Paolo Cuttitta s’intéressera aux transformations du régime migratoire européen en Méditerranée
centrale entre l’Italie et Malte, d’un côté, et, l’Algérie, la Tunisie, la Libye et l’Egypte, de l’autre) soit
l’interface UE/Afrique du Nord. Il mettra en exergue la dimension « humanitaire » mise en avant dans
la gestion des flux frontaliers — forme de mobilisation croissante de sentiments comme la compassion
ou la solidarité dans l’action publique et privée (Fassin 2012).
Le projet analysera comment les discours humanitaires ont été adaptés et modifiés afin de redéfinir le
régime de la frontière de l’UE en Méditerranée centrale. En outre, il abordera le rôle des acteurs non
étatiques - y compris les organisations humanitaires et leurs militants - dans la co-élaboration de
« frontières humanitaires » (Walters 2011). Ce travail soulignera comment « militants et décideurs
peuvent être considérés comme des partenaires dans la gouvernance [des frontières] partageant un
vocabulaire commun et des pratiques » (Kennedy 2004). Jusqu’où vont les liens ? Le personnel
humanitaire est de plus impliqué dans la gestion des flux transfrontaliers.

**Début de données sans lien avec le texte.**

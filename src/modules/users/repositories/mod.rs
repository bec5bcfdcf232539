mod user_repository;

pub use user_repository::UserRepository;
use std::collections::HashMap;
use std::sync::Arc;

use super::adapter::PixProvider;
use super::ghostpay::GhostpayProvider;
use super::oasyfy::OasyfyProvider;
use super::pushinpay::PushinPayProvider;
use crate::config::ProviderEndpoints;
use crate::core::{AppError, Result};
use crate::modules::providers::models::ProviderType;

/// Registry mapping a provider type to its adapter.
///
/// Adding a gateway means registering a new adapter here, not growing
/// a branch chain in the dispatcher.
pub struct ProviderRegistry {
    adapters: HashMap<ProviderType, Arc<dyn PixProvider>>,
}

impl ProviderRegistry {
    /// Build the registry with all supported gateways
    pub fn new(endpoints: &ProviderEndpoints) -> Self {
        let mut registry = Self {
            adapters: HashMap::new(),
        };

        registry.register(Arc::new(OasyfyProvider::new(endpoints.oasyfy_base.clone())));
        registry.register(Arc::new(PushinPayProvider::new(
            endpoints.pushinpay_base.clone(),
            endpoints.status_base.clone(),
        )));
        registry.register(Arc::new(GhostpayProvider::new(
            endpoints.ghostpay_base.clone(),
            endpoints.status_base.clone(),
        )));

        registry
    }

    pub fn register(&mut self, adapter: Arc<dyn PixProvider>) {
        self.adapters.insert(adapter.provider_type(), adapter);
    }

    /// Resolve a stored type tag to its adapter
    pub fn resolve(&self, tag: &str) -> Result<Arc<dyn PixProvider>> {
        let provider_type: ProviderType = tag
            .parse()
            .map_err(|_| AppError::UnsupportedProvider(tag.to_string()))?;

        self.adapters
            .get(&provider_type)
            .cloned()
            .ok_or_else(|| AppError::UnsupportedProvider(tag.to_string()))
    }
}

#[cfg(test)]
mod tests {
    use super::*;

    fn endpoints() -> ProviderEndpoints {
        ProviderEndpoints {
            oasyfy_base: "https://app.oasyfy.com".to_string(),
            pushinpay_base: "https://api.pushinpay.com.br".to_string(),
            ghostpay_base: "https://example.com.br".to_string(),
            status_base: "https://example.com.br".to_string(),
        }
    }

    #[test]
    fn test_all_supported_tags_resolve() {
        let registry = ProviderRegistry::new(&endpoints());
        for tag in ["oasyfy", "pushinpay", "ghostpay"] {
            let adapter = registry.resolve(tag).unwrap();
            assert_eq!(adapter.name(), tag);
        }
    }

    #[test]
    fn test_unknown_tag_is_unsupported() {
        let registry = ProviderRegistry::new(&endpoints());
        let err = match registry.resolve("mercadopago") {
            Ok(_) => panic!("expected unsupported provider error"),
            Err(e) => e,
        };
        assert_eq!(err.kind(), "unsupported_provider");
    }
}
pub mod adapter;
pub mod ghostpay;
pub mod oasyfy;
pub mod pushinpay;
pub mod registry;
pub mod request_stamp;

pub use adapter::{
    OutboundRequest, PaymentResult, PixProvider, ProviderContext, StatusResult,
};
pub use ghostpay::GhostpayProvider;
pub use oasyfy::OasyfyProvider;
pub use pushinpay::PushinPayProvider;
pub use registry::ProviderRegistry;
pub use request_stamp::{RequestStamper, SystemClock};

A partir de son terrain
d’analyse, Paolo Cuttitta étudiera comment les discours humanitaires se sont adaptés et modifiés en vue
de redéfinir la politique de la frontière de l’UE en Méditerranée centrale.
In fine, son projet permettra d’analyser le rôle de l’humanitarisme et des organisations humanitaires
dans la fermeture de la frontière dans la Méditerranée centrale où il serait erroné de penser que la sévérité
en matière de gestion frontalière signifie la fermeture, et que l’humanitarisme signifie l’ouverture
(Mezzadra and Neilson 2013 : 175). P. Cuttitta suggèrera que la fermeture n’est plus seulement un
processus d’État mais que d’autres acteurs participent, parfois contre leurs objectifs affichés, à cette
logique complexe qui mêle arguments humanitaires, sanitaires, politiques et économiques.
De son côté, Fabrice Balanche, analysera le discours de « fermeture » de Daech (acronyme arabe d’État
islamique) et ses paradoxes. Daech prône l’application stricte de la charia et le retour aux premières
années de l’Islam. Dans ce discours, toute innovation doit être proscrite car c’est la modernité même qui
est conçue comme un instrument de domination de l’Occident. Cette pensée n’est pas nouvelle mais
s’inscrit dans la continuité du réformisme musulman du XIXe siècle. Pour ses concepteurs, il s’agit de
se protéger de la domination occidentale, de rompre toute relation avec le monde extérieur, la
mondialisation étant considérée par les salafistes comme le dernier avatar de l’impérialisme occidental.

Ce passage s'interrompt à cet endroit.